Jimmy Boegle is the editor of the Tucson Weekly. He previously was the news editor at Las Vegas CityLife, and before that, he was the editor of the Reno News & Review. He also once toiled for a very small daily newspaper, and a very large wire service. He serves on AAN’s Editorial Committee and its Organization and Bylaws Committee.

Why do you want to be on the AAN board?

Over the years, AAN has meant a lot to me. The programming, the seminars, the friendships, the odd conversations at various hotel bars—I’ve gotten a lot of inspiration and information out of it all. AAN is at a serious crossroads right now, in terms of leadership and direction, and I’d like to be a part of the discussion about where this wonderful yet occasionally dysfunctional organization is going to go.

What are the most important issues AAN faces?

Well, leadership and direction. We have no executive director, and we’re considering seriously altering our bylaws to allow very different types of publications into the organization. Those are two pretty huge issues right there. There’s also the question of how AAN is going to pay for all of the stuff it does for its members—at a time when AAN members can use all the help that they can get.

Diversity issues are a huge part of these leadership and direction questions. Two big diversity-related things that AAN has done in the past—the diversity grants and the Academy for Alternative Journalism—need to be re-examined, especially AAJ, seeing as it didn’t happen this year. That saddens me. We need to figure out what we’re going to do moving forward—and how AAN will fund whatever we decide to do. I think there’s still a big, honking need for AAN to take diversity efforts seriously. The morons running my state have made it very clear that this country is still struggling with race issues; if the country’s struggling with these issues, then AAN members are, too.

Jeff Lawrence
Boston’s Weekly Dig
Running for: Marketing Chair

Margaret Downing
Houston Press
Running for: Membership Chair

Margaret Downing has been editor of the Houston Press since February 1998. A member of the AAN membership committee since 2001, she was voted onto an at-large position on the AAN board in 2009. She has been a guest lecturer at AAN’s minority journalism program, teaching narrative story structure. During her time at the Press, her staff writers have received recognition from various organizations including AAN, ASCAP (the Deems Taylor Award), IRE, NABJ, National Mental Health Association, Missouri Lifestyle, Livingston and Gerald Loeb. In addition to editing and directing her staff, Downing also writes columns, features and blog items.

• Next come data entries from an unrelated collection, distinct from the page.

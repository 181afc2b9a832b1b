//! Axum server bootstrap - the composition root.
//!
//! This module is the ONLY place where infrastructure is wired together
//! for the Axum web adapter. All concrete implementations are instantiated here.

use std::future::Future;
use std::net::IpAddr;
use std::path::{Path, PathBuf};
use std::sync::Arc;

use anyhow::{Context, Result};
use pkgstore_core::{
    CommandRunner, DEFAULT_PORT, FeaturedCatalog, PackageCatalogPort, SessionController,
    StoreSettings, validate_settings,
};
use axum::Router;
use pkgstore_runtime::{PkgCatalog, ShellCommandRunner, shutdown_signal};
use tokio::net::TcpListener;
use tracing::info;

/// CORS configuration for the web server.
#[derive(Debug, Clone, Default)]
pub enum CorsConfig {
    /// Allow all origins (development mode).
    #[default]
    AllowAll,
    /// Allow specific origins (production mode).
    AllowOrigins(Vec<String>),
}

/// Server configuration for the Axum adapter.
#[derive(Debug, Clone)]
pub struct ServerConfig {
    /// Address to bind. Loopback by default; the API has no authentication.
    pub host: IpAddr,
    /// Port for the HTTP server.
    pub port: u16,
    /// Package-manager and session settings.
    pub settings: StoreSettings,
    /// JSON file with the featured list; the bundled list if `None`.
    pub featured_file: Option<PathBuf>,
    /// Optional path to static assets for SPA serving.
    pub static_dir: Option<PathBuf>,
    /// CORS configuration.
    pub cors: CorsConfig,
}

impl Default for ServerConfig {
    fn default() -> Self {
        Self {
            host: IpAddr::from([127, 0, 0, 1]),
            port: DEFAULT_PORT,
            settings: StoreSettings::default(),
            featured_file: None,
            static_dir: None,
            cors: CorsConfig::default(),
        }
    }
}

impl ServerConfig {
    /// Set the static directory for SPA serving.
    #[must_use]
    pub fn with_static_dir(mut self, path: impl Into<PathBuf>) -> Self {
        self.static_dir = Some(path.into());
        self
    }

    /// Set CORS to allow specific origins.
    #[must_use]
    pub fn with_allowed_origins(mut self, origins: Vec<String>) -> Self {
        self.cors = CorsConfig::AllowOrigins(origins);
        self
    }
}

/// Application context for the Axum adapter.
///
/// Holds every service the handlers need. Built by [`bootstrap`] in
/// production and from stand-in ports in tests.
pub struct AxumContext {
    /// Opens install/remove stream sessions.
    pub controller: SessionController,
    /// Answers catalog queries.
    pub catalog: Arc<dyn PackageCatalogPort>,
}

impl AxumContext {
    pub fn new(controller: SessionController, catalog: Arc<dyn PackageCatalogPort>) -> Self {
        Self {
            controller,
            catalog,
        }
    }
}

/// Load the featured list from `path`, or the bundled one.
pub fn load_featured(path: Option<&Path>) -> Result<FeaturedCatalog> {
    let catalog = match path {
        Some(path) => FeaturedCatalog::from_file(path)
            .with_context(|| format!("loading featured catalog {}", path.display()))?,
        None => FeaturedCatalog::bundled().context("loading bundled featured catalog")?,
    };
    Ok(catalog)
}

/// Wire the runtime adapters into an [`AxumContext`].
pub fn bootstrap(config: &ServerConfig) -> Result<AxumContext> {
    validate_settings(&config.settings).context("invalid store settings")?;
    let featured = load_featured(config.featured_file.as_deref())?;
    let settings = Arc::new(config.settings.clone());

    info!(
        target: "pkgstore.bootstrap",
        shell = %settings.shell,
        package_manager = %settings.package_manager,
        sources_dir = %settings.sources_dir.display(),
        featured = featured.packages().len(),
        exclusive_sessions = settings.exclusive_sessions,
        "Axum bootstrap resolved settings"
    );

    let runner: Arc<dyn CommandRunner> =
        Arc::new(ShellCommandRunner::new(settings.shutdown_grace()));
    let controller = SessionController::new(runner, Arc::clone(&settings));
    let catalog: Arc<dyn PackageCatalogPort> = Arc::new(PkgCatalog::new(settings, featured));

    Ok(AxumContext::new(controller, catalog))
}

/// Start the web server and serve until Ctrl-C or SIGTERM.
///
/// If `config.static_dir` is set, serves static assets with SPA fallback.
/// Otherwise, serves only the API endpoints.
pub async fn start_server(config: ServerConfig) -> Result<()> {
    let ctx = bootstrap(&config)?;
    let controller = ctx.controller.clone();

    let app = if let Some(ref static_dir) = config.static_dir {
        info!("Serving static assets from: {}", static_dir.display());
        crate::routes::create_spa_router(ctx, static_dir, &config.cors)
    } else {
        crate::routes::create_router(ctx, &config.cors)
    };

    let addr = (config.host, config.port);
    let listener = TcpListener::bind(addr)
        .await
        .with_context(|| format!("binding {}:{}", config.host, config.port))?;
    let local = listener.local_addr()?;

    if config.static_dir.is_some() {
        info!("pkgstore web server (with UI) listening on http://{}", local);
    } else {
        info!("pkgstore web server (API only) listening on http://{}", local);
    }

    serve(listener, app, controller, shutdown_signal()).await
}

/// Serve `app` until `signal` resolves.
///
/// Open stream sessions are then terminated and their processes reaped
/// before in-flight responses are drained.
pub async fn serve(
    listener: TcpListener,
    app: Router,
    controller: SessionController,
    signal: impl Future<Output = ()> + Send + 'static,
) -> Result<()> {
    axum::serve(listener, app)
        .with_graceful_shutdown(async move {
            signal.await;
            info!("Shutdown requested, stopping stream sessions");
            controller.shutdown().await;
        })
        .await?;

    info!("pkgstore web server shut down");
    Ok(())
}

#[cfg(test)]
mod tests {
    use super::*;

    #[test]
    fn bootstrap_with_defaults_uses_bundled_catalog() {
        let ctx = bootstrap(&ServerConfig::default()).unwrap();
        assert!(ctx.controller.registry().is_none());
    }

    #[test]
    fn default_config_binds_loopback() {
        assert!(ServerConfig::default().host.is_loopback());
    }

    #[test]
    fn bootstrap_rejects_invalid_settings() {
        let mut config = ServerConfig::default();
        config.settings.timer_interval_ms = 0;
        assert!(bootstrap(&config).is_err());
    }

    #[test]
    fn missing_featured_file_fails_bootstrap() {
        let config = ServerConfig {
            featured_file: Some(PathBuf::from("/nonexistent/featured.json")),
            ..ServerConfig::default()
        };
        let err = bootstrap(&config).err().unwrap();
        assert!(format!("{err:#}").contains("featured"));
    }
}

Why do you want to be on the AAN board?

When I ran successfully for the at-large position last year, I said after years of involvement with AAN, I wanted a chance to contribute more, especially since the annual conventions have been helpful to me. AAN can be very important to its members — it gives us a national voice as well as a chance on its website to pick up story ideas from what others are doing.

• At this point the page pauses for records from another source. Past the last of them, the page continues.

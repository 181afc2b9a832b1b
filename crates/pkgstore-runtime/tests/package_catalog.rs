//! PkgCatalog against a temporary sources directory and `sh` stand-ins for
//! the package manager.

#![cfg(unix)]

use std::fs;
use std::sync::Arc;

use pkgstore_core::{
    CoreError, FeaturedCatalog, PackageCatalogPort, PackageDescriptor, StoreSettings,
};
use pkgstore_runtime::PkgCatalog;
use tempfile::TempDir;

fn catalog(settings: StoreSettings) -> PkgCatalog {
    let featured = FeaturedCatalog::new(vec![PackageDescriptor::new("git", "Dev")]);
    PkgCatalog::new(Arc::new(settings), featured)
}

fn sh_settings() -> StoreSettings {
    StoreSettings {
        shell: "sh".to_string(),
        shell_flag: "-c".to_string(),
        ..StoreSettings::default()
    }
}

#[tokio::test]
async fn featured_is_served_from_memory() {
    let packages = catalog(sh_settings()).featured().await.unwrap();
    assert_eq!(packages, [PackageDescriptor::new("git", "Dev")]);
}

#[tokio::test]
async fn repos_strip_extension_and_sort() {
    let dir = TempDir::new().unwrap();
    for file in ["x11.list", "root.list", "sources.list.bak", "main.sources"] {
        fs::write(dir.path().join(file), "deb https://example.invalid stable main\n").unwrap();
    }

    let settings = StoreSettings {
        sources_dir: dir.path().to_path_buf(),
        ..sh_settings()
    };
    let repos = catalog(settings).repos().await.unwrap();
    assert_eq!(repos, ["root", "x11"]);
}

#[tokio::test]
async fn missing_sources_dir_means_no_repos() {
    let dir = TempDir::new().unwrap();
    let settings = StoreSettings {
        sources_dir: dir.path().join("does-not-exist"),
        ..sh_settings()
    };
    assert!(catalog(settings).repos().await.unwrap().is_empty());
}

#[tokio::test]
async fn installed_parses_list_output() {
    let settings = StoreSettings {
        list_installed_command:
            "printf 'Listing...\\nhtop/stable,now 3.3.0 [installed]\\nvim/stable 9.1 [installed]\\n'"
                .to_string(),
        ..sh_settings()
    };
    let installed = catalog(settings).installed().await.unwrap();
    assert_eq!(installed, ["Listing...", "htop", "vim"]);
}

#[tokio::test]
async fn available_is_sorted_and_categorised() {
    let settings = StoreSettings {
        list_available_command: "printf 'vim\\npython\\nx\\nopenssh\\n'".to_string(),
        ..sh_settings()
    };
    let packages = catalog(settings).available().await.unwrap();
    assert_eq!(
        packages,
        [
            PackageDescriptor::new("openssh", "Network"),
            PackageDescriptor::new("python", "Dev"),
            PackageDescriptor::new("vim", "Editors"),
        ]
    );
}

#[tokio::test]
async fn unavailable_shell_is_an_external_service_error() {
    let settings = StoreSettings {
        shell: "/nonexistent/pkgstore-shell".to_string(),
        ..sh_settings()
    };
    let err = catalog(settings).installed().await.unwrap_err();
    assert!(matches!(err, CoreError::ExternalService(_)));
}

In my attempt this year to move from an at-large position to the chair of the membership committee, I would hope that my experience reviewing papers would benefit the organization and its members. If the membership approves admitting online-only publications, I certainly want to help this transition along.

What are the most important issues that AAN faces?

I believe the issues are essentially the same as last year and they all center on what AAN and its members do and become in the midst of a recession that is only now starting to turn around in fits and starts. The AAN staff has done a good job in the last year, even without an executive director (a new one has to be one of our priorities) thanks also to the work of members of the executive board. We need to see how we can accommodate our means so that we can continue to do the kind of investigative and narrative journalism that so many of the country’s dailies have abandoned. We need to figure out how to operate web sites and blogs that attract alternative readers, not tired re-runs of dailies’ blogs. AAN is going to have to figure out a way to expand the tent so that it can survive and prosper and that may involve more mentorship and help to member papers.